> [EXERCISE GOAL]:
From the data that follows, print exactly the lines starting at the one containing "let second = seed_ready_video(&pool, &[tag.clone()]).await;" and ending at the one containing "filename src/services/mod.rs"; include both of them and nothing more.
### DATASET EXTRACT ###
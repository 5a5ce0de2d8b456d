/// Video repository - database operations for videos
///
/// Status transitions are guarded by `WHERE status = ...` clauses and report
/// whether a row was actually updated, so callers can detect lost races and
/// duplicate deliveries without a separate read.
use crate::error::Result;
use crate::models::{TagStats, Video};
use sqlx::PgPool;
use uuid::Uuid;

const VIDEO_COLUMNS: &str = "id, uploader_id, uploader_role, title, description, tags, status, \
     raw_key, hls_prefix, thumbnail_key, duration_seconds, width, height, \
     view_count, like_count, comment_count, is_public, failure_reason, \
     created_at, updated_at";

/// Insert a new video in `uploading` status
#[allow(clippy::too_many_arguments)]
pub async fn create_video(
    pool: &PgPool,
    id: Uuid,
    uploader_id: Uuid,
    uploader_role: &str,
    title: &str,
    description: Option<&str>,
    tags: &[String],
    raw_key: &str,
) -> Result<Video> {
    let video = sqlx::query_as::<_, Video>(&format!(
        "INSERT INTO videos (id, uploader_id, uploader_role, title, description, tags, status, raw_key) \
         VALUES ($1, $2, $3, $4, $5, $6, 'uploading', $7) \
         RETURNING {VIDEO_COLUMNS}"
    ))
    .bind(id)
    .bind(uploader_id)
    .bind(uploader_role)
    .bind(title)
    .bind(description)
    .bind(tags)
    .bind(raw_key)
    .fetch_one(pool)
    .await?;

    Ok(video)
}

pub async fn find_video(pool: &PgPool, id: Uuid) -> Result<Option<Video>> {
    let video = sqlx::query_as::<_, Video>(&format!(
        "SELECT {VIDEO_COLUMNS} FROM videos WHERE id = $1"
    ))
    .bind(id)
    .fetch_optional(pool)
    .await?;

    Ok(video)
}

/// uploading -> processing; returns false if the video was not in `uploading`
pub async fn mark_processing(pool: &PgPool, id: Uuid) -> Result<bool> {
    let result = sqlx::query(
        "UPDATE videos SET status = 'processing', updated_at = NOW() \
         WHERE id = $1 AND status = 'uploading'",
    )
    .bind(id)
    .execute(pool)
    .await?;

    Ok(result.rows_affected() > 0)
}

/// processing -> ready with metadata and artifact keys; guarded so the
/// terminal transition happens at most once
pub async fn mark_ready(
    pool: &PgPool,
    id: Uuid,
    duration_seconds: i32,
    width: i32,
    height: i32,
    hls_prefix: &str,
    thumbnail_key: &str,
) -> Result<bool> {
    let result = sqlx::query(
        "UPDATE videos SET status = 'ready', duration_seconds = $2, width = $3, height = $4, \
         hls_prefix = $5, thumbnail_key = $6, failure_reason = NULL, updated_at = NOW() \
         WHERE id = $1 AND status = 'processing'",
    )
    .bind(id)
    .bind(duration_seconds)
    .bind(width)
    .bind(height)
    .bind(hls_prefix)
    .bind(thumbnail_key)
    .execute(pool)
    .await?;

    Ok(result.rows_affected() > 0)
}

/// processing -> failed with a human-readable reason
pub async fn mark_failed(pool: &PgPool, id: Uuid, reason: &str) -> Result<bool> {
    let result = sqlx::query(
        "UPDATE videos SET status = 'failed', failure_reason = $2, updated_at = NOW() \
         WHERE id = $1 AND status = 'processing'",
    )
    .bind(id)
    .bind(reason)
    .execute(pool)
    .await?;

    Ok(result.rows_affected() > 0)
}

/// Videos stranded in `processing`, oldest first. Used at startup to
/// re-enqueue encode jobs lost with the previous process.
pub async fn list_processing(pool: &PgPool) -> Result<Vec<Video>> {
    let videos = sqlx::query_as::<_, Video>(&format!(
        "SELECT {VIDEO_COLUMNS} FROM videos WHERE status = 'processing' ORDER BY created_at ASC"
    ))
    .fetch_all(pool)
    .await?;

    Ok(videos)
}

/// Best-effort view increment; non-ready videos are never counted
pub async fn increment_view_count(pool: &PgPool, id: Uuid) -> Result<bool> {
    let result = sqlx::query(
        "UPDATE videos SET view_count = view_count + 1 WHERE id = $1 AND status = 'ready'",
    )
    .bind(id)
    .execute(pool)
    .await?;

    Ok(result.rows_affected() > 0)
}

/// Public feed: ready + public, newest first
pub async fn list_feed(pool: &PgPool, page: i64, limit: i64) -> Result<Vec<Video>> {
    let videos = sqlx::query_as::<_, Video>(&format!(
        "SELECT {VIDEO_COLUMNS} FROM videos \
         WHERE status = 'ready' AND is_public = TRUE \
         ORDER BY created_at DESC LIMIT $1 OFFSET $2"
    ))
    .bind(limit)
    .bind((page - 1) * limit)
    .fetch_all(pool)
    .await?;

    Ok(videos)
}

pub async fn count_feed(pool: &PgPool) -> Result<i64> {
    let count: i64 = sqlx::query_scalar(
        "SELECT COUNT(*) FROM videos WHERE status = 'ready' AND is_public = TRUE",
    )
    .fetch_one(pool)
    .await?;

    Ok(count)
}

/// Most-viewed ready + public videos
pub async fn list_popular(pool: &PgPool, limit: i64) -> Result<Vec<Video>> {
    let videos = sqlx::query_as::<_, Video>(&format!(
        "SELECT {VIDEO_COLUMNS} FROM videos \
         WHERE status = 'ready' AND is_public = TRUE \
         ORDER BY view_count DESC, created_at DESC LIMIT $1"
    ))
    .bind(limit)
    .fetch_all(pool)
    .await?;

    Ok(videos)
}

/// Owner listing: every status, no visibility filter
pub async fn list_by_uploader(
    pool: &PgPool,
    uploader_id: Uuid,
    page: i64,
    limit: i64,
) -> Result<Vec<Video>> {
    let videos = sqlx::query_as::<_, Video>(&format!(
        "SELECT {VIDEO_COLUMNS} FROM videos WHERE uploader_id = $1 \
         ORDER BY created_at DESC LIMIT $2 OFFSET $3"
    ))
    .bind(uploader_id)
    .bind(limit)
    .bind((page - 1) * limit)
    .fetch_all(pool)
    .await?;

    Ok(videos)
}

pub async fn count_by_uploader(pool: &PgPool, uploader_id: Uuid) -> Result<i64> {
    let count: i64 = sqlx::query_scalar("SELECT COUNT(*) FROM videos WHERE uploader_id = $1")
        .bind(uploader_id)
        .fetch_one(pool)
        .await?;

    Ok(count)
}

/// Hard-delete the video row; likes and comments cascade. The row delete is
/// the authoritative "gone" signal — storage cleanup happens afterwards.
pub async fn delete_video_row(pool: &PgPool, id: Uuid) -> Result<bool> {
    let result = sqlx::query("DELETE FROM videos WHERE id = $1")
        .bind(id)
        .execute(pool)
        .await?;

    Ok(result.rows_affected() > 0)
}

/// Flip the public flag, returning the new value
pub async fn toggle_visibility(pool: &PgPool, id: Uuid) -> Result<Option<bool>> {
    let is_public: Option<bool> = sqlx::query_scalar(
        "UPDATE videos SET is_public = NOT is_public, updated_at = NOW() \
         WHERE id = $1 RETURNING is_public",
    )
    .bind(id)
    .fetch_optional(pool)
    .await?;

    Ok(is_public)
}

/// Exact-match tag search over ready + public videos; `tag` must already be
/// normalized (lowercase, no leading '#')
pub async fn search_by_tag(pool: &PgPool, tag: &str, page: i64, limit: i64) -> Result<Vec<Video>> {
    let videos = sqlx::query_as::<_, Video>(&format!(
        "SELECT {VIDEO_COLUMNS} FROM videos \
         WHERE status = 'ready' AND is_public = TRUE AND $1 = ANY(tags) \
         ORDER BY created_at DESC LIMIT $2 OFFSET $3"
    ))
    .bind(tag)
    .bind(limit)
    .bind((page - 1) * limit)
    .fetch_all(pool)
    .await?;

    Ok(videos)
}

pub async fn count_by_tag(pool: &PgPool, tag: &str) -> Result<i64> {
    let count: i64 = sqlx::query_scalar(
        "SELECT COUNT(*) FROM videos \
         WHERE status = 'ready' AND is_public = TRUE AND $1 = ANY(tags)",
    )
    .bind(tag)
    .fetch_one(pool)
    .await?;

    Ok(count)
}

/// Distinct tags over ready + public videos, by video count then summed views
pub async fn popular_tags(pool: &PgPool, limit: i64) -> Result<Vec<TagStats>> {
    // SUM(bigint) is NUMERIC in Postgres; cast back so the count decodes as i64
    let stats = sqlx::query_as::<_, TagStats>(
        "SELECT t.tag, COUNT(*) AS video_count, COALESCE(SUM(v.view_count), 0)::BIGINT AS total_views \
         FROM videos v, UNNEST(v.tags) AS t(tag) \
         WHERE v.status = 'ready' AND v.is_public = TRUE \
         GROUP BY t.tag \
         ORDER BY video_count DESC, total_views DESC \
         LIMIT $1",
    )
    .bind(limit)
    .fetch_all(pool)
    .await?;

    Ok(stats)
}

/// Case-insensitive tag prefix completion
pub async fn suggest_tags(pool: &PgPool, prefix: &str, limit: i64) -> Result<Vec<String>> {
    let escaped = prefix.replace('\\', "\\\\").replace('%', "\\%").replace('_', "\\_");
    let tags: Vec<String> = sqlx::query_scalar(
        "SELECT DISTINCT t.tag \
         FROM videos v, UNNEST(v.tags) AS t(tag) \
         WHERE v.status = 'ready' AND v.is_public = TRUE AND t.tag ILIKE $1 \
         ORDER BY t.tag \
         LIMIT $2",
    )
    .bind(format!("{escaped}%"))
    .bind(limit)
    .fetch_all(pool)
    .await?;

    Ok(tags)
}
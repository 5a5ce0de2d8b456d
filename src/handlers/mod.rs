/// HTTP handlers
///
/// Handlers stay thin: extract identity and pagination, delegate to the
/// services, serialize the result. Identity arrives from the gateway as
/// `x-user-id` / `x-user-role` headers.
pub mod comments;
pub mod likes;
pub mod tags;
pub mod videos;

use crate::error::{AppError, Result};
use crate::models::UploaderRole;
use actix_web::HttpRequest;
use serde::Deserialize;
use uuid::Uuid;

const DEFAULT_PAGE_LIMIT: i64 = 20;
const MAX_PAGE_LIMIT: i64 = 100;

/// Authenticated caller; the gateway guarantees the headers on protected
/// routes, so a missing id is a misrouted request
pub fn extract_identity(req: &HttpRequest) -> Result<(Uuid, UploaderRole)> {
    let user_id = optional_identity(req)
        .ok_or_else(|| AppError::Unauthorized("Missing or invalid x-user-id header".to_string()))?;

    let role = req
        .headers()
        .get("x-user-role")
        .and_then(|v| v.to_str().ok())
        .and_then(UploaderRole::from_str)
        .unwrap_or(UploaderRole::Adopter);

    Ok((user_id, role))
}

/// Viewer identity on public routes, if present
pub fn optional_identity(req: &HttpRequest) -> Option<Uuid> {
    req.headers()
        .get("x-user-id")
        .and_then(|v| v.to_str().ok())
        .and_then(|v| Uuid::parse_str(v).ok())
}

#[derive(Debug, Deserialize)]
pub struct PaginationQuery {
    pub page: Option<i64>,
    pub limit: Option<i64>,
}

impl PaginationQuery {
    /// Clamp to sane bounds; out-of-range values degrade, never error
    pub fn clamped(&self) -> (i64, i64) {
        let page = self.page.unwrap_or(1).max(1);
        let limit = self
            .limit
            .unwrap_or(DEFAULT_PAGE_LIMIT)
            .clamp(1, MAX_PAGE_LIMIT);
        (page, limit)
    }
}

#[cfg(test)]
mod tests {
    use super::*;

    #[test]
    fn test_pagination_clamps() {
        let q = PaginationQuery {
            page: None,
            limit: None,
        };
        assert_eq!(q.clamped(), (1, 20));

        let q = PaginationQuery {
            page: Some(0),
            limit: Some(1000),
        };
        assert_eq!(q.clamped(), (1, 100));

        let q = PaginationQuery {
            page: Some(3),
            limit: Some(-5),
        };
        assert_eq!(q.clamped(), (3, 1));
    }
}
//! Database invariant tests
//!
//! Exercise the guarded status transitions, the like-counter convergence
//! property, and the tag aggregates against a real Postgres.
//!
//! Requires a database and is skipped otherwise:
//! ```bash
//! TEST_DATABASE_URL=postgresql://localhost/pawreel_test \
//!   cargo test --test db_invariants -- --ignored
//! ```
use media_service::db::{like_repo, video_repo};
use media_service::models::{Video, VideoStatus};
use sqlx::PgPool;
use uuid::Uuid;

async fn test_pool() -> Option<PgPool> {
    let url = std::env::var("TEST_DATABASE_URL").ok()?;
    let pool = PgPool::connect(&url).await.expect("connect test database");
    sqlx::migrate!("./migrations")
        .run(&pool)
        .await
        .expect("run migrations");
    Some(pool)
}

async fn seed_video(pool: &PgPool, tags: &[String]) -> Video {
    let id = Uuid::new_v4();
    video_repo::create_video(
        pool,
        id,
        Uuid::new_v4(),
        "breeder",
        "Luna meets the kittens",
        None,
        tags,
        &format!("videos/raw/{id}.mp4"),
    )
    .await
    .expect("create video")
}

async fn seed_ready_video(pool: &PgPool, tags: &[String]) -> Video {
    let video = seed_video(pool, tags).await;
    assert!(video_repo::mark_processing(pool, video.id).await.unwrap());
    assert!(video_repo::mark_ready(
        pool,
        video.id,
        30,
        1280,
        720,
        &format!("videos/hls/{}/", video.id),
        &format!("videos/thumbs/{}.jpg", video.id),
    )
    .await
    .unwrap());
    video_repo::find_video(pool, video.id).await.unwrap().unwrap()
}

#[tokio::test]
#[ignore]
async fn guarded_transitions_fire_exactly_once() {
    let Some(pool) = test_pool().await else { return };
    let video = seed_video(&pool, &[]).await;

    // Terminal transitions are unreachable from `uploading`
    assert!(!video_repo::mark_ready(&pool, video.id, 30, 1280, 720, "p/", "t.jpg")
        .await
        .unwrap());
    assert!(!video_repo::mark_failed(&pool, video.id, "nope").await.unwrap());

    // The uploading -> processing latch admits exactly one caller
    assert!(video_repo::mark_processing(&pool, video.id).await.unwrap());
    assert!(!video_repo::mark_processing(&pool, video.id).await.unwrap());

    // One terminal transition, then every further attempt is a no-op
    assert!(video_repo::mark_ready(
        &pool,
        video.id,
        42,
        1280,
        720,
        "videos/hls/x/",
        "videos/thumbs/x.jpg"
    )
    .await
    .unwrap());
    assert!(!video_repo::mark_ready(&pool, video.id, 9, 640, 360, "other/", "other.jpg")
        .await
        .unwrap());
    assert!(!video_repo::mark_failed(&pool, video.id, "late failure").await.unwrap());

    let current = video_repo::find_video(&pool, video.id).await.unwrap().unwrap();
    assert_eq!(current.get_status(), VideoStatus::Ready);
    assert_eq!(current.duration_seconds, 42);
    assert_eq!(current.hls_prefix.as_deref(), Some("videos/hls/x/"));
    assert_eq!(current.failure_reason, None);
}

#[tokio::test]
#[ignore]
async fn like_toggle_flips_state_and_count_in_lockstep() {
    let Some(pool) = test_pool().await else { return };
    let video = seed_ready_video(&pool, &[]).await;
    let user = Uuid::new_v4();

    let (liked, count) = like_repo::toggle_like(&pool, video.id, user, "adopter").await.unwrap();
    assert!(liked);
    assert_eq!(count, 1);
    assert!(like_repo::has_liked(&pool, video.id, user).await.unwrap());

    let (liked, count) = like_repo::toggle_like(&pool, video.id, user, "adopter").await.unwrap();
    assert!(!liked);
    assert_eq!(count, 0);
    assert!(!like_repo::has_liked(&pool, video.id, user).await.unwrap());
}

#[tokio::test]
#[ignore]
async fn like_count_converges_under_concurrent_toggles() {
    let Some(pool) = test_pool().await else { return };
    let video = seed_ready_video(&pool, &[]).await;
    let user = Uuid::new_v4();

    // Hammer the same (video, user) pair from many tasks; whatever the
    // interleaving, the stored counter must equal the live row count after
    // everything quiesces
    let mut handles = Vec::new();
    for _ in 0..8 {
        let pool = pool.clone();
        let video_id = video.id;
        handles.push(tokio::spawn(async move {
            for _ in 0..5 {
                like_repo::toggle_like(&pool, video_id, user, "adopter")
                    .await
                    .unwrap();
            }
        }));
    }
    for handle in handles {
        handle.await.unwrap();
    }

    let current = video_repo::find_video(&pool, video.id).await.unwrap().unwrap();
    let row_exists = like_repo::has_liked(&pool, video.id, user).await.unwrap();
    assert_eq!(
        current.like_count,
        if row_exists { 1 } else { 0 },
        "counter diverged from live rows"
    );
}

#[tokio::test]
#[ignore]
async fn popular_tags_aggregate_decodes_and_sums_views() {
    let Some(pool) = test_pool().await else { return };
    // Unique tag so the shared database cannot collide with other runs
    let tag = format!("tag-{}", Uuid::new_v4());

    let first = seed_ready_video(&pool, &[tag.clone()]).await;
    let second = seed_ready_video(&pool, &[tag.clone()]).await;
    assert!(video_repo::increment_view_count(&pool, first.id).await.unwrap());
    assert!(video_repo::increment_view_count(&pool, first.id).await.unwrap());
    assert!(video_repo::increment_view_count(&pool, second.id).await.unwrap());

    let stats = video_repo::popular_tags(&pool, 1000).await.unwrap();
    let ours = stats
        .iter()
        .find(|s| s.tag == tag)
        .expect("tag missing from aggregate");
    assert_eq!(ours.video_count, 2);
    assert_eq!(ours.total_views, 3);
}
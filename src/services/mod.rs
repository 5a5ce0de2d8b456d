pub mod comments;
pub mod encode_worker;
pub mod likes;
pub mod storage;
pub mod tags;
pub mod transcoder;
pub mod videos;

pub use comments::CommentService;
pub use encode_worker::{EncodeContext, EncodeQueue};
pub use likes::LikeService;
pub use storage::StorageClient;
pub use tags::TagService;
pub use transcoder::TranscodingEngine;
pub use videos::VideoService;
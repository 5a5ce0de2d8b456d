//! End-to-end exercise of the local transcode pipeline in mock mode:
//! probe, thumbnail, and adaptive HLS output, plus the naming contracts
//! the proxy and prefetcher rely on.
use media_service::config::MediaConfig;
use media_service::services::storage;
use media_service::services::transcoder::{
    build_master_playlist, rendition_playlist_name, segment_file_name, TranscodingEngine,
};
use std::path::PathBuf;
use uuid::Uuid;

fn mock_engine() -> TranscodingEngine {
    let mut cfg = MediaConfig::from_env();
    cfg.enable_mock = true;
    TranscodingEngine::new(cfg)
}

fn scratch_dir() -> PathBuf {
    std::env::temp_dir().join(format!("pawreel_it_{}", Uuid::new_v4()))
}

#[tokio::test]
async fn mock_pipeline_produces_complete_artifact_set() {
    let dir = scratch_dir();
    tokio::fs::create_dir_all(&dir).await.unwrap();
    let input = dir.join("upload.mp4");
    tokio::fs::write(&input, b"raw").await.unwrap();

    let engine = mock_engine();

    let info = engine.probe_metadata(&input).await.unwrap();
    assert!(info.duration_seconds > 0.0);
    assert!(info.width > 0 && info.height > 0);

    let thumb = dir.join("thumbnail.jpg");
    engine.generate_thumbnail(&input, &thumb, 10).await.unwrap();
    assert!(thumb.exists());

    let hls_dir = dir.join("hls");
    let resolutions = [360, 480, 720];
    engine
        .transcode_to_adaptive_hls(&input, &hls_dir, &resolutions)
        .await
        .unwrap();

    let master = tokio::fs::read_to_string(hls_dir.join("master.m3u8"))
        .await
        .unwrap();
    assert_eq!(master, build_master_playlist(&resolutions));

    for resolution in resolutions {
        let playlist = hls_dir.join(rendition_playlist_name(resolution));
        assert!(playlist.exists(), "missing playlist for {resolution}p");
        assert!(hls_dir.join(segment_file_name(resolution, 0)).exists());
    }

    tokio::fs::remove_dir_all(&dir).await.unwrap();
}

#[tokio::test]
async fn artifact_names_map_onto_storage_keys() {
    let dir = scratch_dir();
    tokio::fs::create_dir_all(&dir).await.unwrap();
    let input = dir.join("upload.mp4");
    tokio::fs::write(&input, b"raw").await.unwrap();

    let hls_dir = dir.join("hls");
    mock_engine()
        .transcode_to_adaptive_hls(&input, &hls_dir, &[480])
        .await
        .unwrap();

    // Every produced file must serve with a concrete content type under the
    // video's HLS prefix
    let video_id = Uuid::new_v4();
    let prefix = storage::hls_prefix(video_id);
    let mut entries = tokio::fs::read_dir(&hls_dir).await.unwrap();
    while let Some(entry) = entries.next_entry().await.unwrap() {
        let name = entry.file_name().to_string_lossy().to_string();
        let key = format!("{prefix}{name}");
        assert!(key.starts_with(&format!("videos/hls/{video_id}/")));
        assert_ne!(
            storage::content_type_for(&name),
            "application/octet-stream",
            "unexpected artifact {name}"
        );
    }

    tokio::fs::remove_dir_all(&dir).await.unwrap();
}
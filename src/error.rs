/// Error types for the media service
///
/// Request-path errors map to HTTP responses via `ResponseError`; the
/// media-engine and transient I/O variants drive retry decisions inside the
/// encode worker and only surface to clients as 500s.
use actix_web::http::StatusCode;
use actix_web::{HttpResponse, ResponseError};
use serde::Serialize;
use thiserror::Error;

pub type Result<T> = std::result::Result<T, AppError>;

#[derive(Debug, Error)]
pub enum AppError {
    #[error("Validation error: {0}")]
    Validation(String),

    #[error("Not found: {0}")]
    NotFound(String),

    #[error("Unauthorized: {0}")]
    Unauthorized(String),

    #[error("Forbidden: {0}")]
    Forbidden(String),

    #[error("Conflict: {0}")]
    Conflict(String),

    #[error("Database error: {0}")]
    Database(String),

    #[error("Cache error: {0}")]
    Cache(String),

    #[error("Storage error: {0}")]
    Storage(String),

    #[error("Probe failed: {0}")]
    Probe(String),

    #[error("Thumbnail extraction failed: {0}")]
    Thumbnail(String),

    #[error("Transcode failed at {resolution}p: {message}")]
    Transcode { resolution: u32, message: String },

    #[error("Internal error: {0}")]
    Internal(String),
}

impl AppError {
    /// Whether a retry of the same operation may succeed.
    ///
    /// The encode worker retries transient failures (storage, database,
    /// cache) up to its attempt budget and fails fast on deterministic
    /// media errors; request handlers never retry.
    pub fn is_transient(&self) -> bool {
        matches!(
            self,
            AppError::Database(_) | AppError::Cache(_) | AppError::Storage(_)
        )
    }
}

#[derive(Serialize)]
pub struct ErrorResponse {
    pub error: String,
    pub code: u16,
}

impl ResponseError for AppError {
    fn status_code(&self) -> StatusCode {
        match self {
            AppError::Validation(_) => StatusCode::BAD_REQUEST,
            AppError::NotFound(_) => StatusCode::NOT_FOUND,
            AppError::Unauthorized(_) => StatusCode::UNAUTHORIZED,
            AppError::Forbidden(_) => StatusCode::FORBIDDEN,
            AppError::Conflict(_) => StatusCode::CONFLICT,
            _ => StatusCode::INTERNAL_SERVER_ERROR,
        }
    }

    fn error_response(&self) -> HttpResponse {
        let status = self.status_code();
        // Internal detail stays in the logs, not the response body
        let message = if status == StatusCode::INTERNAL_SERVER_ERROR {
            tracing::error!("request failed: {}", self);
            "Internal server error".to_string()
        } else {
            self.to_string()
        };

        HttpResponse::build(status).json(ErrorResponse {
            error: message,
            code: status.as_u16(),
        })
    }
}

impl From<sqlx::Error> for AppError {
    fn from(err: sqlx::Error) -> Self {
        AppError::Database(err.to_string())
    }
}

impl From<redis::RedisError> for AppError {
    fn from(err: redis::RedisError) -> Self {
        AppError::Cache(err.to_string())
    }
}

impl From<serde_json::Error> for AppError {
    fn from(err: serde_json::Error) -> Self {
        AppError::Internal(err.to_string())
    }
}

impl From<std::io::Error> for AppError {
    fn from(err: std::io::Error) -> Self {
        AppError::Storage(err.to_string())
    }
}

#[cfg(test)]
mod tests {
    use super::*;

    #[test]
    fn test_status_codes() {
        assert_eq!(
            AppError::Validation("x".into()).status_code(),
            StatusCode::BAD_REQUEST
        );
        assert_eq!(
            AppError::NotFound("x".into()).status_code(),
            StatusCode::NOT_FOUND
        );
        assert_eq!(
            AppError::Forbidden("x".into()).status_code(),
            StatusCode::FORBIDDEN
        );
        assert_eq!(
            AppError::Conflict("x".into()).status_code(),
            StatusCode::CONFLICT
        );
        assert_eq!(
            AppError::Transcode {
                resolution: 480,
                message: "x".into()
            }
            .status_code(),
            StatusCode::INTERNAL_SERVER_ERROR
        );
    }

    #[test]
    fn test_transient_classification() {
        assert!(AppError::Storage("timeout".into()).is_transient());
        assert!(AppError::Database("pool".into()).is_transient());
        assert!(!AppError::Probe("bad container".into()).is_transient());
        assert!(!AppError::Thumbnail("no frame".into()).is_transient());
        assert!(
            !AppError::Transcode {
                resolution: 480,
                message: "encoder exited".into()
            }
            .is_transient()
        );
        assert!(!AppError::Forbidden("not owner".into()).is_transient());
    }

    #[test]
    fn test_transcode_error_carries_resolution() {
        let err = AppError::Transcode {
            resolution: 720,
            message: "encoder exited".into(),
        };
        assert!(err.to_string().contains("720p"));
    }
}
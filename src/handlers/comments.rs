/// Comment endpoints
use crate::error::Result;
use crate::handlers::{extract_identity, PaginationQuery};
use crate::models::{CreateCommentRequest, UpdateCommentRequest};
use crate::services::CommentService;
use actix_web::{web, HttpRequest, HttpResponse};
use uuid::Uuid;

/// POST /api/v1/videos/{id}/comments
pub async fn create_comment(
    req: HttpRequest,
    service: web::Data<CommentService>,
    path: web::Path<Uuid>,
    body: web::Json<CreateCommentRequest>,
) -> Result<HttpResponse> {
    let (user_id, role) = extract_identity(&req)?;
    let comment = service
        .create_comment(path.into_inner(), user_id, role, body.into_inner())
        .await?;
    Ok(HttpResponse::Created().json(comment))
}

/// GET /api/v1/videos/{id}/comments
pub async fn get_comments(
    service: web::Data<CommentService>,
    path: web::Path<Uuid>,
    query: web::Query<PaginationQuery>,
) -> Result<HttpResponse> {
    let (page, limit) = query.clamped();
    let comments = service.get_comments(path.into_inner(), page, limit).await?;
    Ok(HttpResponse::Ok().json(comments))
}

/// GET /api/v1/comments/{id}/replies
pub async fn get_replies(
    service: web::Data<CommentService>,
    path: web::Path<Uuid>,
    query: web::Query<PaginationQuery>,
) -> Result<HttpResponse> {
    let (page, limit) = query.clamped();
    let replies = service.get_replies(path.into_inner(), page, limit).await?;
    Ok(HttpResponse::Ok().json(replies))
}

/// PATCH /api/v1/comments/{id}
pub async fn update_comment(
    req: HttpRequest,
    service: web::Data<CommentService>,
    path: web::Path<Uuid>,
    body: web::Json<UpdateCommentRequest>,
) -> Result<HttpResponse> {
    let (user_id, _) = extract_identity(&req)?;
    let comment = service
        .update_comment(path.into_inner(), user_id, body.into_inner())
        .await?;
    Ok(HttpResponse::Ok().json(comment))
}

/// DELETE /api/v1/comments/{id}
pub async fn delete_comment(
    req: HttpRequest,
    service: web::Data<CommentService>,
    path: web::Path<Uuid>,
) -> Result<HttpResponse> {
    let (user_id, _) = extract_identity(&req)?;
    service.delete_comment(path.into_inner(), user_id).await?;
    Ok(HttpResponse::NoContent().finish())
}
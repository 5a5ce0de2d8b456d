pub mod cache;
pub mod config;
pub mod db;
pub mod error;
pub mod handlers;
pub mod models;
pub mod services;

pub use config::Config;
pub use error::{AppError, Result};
###
> [WRITTEN RESPONSE]:
    let second = seed_ready_video(&pool, &[tag.clone()]).await;
    assert!(video_repo::increment_view_count(&pool, first.id).await.unwrap());
    assert!(video_repo::increment_view_count(&pool, first.id).await.unwrap());
    assert!(video_repo::increment_view_count(&pool, second.id).await.unwrap());

    let stats = video_repo::popular_tags(&pool, 1000).await.unwrap();
    let ours = stats
        .iter()
        .find(|s| s.tag == tag)
        .expect("tag missing from aggregate");
    assert_eq!(ours.video_count, 2);
    assert_eq!(ours.total_views, 3);
}
filename src/services/mod.rs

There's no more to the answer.